*** Block opens ***

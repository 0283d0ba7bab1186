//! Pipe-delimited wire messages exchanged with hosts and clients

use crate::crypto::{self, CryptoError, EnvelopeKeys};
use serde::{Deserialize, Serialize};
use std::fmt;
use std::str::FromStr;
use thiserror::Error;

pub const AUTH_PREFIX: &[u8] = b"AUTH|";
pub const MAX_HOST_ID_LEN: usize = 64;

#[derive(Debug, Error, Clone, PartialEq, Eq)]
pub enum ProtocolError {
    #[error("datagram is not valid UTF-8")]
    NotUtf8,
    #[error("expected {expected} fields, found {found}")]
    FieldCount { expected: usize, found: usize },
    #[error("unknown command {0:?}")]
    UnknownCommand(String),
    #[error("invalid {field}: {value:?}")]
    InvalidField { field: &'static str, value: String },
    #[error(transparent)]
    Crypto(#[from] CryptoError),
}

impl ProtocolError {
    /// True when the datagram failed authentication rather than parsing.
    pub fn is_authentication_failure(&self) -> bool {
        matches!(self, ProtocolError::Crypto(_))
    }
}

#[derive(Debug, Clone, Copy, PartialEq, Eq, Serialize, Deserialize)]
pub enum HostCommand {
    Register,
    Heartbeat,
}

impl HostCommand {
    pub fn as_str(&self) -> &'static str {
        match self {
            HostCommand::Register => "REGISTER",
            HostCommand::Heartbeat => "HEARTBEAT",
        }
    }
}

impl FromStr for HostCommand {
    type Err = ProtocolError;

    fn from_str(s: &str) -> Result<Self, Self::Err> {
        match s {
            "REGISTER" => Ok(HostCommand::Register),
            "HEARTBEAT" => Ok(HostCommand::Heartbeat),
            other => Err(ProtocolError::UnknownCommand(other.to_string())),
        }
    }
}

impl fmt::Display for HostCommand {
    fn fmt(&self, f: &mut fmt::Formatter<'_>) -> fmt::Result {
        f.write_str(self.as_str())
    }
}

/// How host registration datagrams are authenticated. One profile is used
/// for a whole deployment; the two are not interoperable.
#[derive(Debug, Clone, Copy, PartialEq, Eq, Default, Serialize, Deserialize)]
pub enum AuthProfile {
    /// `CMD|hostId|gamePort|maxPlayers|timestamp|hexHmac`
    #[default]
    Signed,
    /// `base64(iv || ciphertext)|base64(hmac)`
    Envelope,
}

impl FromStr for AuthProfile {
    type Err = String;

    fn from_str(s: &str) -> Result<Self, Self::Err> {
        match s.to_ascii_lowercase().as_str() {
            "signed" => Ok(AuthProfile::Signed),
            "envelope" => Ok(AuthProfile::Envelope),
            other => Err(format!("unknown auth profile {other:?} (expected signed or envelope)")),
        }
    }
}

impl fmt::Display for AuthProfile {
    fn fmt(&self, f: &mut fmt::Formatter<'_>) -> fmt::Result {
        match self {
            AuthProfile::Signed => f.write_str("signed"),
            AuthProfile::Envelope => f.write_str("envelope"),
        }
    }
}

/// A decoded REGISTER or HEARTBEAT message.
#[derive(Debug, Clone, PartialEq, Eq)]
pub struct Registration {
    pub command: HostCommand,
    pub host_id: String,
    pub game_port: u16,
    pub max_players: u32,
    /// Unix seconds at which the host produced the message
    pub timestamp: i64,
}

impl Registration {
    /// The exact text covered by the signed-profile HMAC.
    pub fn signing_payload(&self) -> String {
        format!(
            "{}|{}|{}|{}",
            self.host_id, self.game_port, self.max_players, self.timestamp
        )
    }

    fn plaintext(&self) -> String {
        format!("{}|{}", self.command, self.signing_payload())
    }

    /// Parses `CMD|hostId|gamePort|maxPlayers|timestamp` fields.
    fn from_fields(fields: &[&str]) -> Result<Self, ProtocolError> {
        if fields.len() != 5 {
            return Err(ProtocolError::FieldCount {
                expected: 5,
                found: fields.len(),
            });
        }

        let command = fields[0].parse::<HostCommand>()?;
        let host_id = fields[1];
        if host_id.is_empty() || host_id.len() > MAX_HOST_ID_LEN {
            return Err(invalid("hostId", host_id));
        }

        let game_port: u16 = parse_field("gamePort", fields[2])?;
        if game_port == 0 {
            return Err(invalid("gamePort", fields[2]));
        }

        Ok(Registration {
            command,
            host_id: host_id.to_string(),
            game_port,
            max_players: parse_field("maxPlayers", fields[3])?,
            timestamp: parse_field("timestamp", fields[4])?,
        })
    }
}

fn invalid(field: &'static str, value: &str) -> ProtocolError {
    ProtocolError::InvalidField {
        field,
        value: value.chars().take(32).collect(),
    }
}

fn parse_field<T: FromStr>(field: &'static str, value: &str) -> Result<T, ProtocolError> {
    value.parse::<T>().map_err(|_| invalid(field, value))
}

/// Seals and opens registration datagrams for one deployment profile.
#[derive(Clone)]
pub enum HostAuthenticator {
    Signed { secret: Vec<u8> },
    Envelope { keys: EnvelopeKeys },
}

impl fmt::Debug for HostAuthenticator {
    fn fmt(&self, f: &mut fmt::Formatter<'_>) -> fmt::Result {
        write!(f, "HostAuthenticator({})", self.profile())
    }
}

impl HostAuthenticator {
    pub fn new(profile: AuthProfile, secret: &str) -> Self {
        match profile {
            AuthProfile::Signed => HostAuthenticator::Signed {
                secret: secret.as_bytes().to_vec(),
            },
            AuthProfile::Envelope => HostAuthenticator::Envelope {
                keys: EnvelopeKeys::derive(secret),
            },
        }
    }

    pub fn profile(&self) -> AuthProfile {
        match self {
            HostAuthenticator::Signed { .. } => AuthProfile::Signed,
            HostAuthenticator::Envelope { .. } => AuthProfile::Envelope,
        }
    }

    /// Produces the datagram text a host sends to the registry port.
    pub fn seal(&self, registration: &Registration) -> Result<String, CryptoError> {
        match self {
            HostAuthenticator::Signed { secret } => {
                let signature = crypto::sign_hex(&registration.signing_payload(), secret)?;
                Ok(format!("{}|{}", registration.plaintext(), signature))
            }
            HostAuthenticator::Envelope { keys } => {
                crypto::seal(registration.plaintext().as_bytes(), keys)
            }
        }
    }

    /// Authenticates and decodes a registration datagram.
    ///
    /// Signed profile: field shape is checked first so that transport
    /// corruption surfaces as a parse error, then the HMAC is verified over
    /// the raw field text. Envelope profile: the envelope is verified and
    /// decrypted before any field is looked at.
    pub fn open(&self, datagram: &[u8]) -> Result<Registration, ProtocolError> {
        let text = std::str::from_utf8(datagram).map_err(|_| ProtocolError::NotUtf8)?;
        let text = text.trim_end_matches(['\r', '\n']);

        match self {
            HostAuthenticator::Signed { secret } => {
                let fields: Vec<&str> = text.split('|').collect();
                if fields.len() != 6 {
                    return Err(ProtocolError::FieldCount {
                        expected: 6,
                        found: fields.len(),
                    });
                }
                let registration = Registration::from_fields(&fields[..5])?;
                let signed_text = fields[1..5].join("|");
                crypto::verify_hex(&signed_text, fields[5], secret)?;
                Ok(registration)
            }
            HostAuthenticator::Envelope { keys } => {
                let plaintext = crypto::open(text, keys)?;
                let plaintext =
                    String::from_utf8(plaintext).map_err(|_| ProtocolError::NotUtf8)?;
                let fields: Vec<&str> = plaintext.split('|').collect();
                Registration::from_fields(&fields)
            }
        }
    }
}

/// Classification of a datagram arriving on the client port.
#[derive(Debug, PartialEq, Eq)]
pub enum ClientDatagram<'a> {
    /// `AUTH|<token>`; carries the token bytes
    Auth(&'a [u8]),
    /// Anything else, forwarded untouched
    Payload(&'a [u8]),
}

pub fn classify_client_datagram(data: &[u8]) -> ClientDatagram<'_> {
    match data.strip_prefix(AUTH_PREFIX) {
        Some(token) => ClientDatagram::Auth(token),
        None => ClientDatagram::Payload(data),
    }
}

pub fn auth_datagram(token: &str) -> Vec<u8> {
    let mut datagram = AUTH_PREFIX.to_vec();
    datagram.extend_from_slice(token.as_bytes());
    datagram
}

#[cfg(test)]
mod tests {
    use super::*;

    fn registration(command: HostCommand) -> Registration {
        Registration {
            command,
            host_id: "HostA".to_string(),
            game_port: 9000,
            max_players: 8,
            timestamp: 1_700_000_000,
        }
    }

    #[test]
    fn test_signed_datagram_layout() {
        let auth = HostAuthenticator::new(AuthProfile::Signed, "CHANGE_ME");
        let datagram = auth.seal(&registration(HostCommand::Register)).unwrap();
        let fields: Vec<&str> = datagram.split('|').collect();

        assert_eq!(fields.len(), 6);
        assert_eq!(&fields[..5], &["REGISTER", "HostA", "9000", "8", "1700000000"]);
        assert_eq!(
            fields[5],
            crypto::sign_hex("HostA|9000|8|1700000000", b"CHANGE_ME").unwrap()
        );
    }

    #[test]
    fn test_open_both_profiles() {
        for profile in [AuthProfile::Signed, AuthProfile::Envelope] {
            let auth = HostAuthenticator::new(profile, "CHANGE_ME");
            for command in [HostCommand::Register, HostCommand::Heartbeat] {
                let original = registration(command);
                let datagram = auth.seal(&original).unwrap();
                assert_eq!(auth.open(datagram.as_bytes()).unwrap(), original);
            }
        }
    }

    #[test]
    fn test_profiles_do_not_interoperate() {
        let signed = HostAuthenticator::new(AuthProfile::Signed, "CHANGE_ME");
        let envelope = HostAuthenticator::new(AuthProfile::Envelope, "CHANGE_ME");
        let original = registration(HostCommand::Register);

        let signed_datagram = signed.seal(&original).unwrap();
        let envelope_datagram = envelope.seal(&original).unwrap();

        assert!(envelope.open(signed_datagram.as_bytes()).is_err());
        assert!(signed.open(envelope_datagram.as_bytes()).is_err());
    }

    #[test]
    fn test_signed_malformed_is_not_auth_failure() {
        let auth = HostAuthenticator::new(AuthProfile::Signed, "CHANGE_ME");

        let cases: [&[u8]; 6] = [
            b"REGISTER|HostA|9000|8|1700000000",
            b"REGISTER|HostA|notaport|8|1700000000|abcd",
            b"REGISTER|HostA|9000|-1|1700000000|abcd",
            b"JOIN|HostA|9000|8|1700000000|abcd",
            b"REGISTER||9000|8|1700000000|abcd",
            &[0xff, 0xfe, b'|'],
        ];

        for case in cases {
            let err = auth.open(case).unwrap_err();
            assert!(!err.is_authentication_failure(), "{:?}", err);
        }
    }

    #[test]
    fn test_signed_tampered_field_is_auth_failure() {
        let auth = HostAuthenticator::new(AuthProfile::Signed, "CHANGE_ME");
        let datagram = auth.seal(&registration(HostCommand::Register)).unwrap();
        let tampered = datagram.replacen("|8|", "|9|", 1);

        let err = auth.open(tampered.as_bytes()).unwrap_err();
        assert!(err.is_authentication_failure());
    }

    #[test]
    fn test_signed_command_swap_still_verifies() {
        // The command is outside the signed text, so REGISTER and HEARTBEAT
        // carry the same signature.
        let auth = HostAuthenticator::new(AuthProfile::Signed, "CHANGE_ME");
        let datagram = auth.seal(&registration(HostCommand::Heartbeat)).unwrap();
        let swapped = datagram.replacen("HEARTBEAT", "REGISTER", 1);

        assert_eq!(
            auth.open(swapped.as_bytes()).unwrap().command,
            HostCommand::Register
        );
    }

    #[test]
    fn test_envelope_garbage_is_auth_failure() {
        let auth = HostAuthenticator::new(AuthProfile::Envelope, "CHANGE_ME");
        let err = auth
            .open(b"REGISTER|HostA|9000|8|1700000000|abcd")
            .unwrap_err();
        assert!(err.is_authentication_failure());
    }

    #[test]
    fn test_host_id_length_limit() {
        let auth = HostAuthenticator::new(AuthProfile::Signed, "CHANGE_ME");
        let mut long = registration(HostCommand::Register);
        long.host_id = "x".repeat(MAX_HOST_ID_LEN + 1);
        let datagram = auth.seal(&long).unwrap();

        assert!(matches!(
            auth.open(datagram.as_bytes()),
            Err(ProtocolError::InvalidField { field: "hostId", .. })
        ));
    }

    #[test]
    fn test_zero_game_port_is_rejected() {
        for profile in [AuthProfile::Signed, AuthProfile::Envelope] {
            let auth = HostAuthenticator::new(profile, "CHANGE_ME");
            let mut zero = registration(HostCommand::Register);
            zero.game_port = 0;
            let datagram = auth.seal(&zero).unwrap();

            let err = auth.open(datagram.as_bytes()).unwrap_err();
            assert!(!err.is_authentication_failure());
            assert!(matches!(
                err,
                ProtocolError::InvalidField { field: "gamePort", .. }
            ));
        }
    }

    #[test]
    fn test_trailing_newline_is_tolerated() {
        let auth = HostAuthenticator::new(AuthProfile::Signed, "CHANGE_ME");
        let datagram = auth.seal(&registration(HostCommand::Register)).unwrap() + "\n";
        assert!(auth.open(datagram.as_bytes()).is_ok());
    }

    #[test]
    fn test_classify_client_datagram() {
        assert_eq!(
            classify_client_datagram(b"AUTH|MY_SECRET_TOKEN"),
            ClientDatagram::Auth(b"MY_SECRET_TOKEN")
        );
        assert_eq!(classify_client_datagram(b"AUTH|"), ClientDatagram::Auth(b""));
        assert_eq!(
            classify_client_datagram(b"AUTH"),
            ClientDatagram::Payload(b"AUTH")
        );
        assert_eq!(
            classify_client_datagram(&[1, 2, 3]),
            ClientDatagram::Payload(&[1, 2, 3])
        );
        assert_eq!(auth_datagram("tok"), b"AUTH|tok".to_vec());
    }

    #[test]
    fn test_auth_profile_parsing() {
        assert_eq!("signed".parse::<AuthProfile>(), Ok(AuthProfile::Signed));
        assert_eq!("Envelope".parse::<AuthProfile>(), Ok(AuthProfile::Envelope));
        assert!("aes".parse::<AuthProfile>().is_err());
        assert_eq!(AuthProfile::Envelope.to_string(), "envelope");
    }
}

*** Block closes ***

### EXERCISE GOAL
For the records above, state the number of lines that include the string "FieldCount" and add nothing.

### TASK SOLUTION
3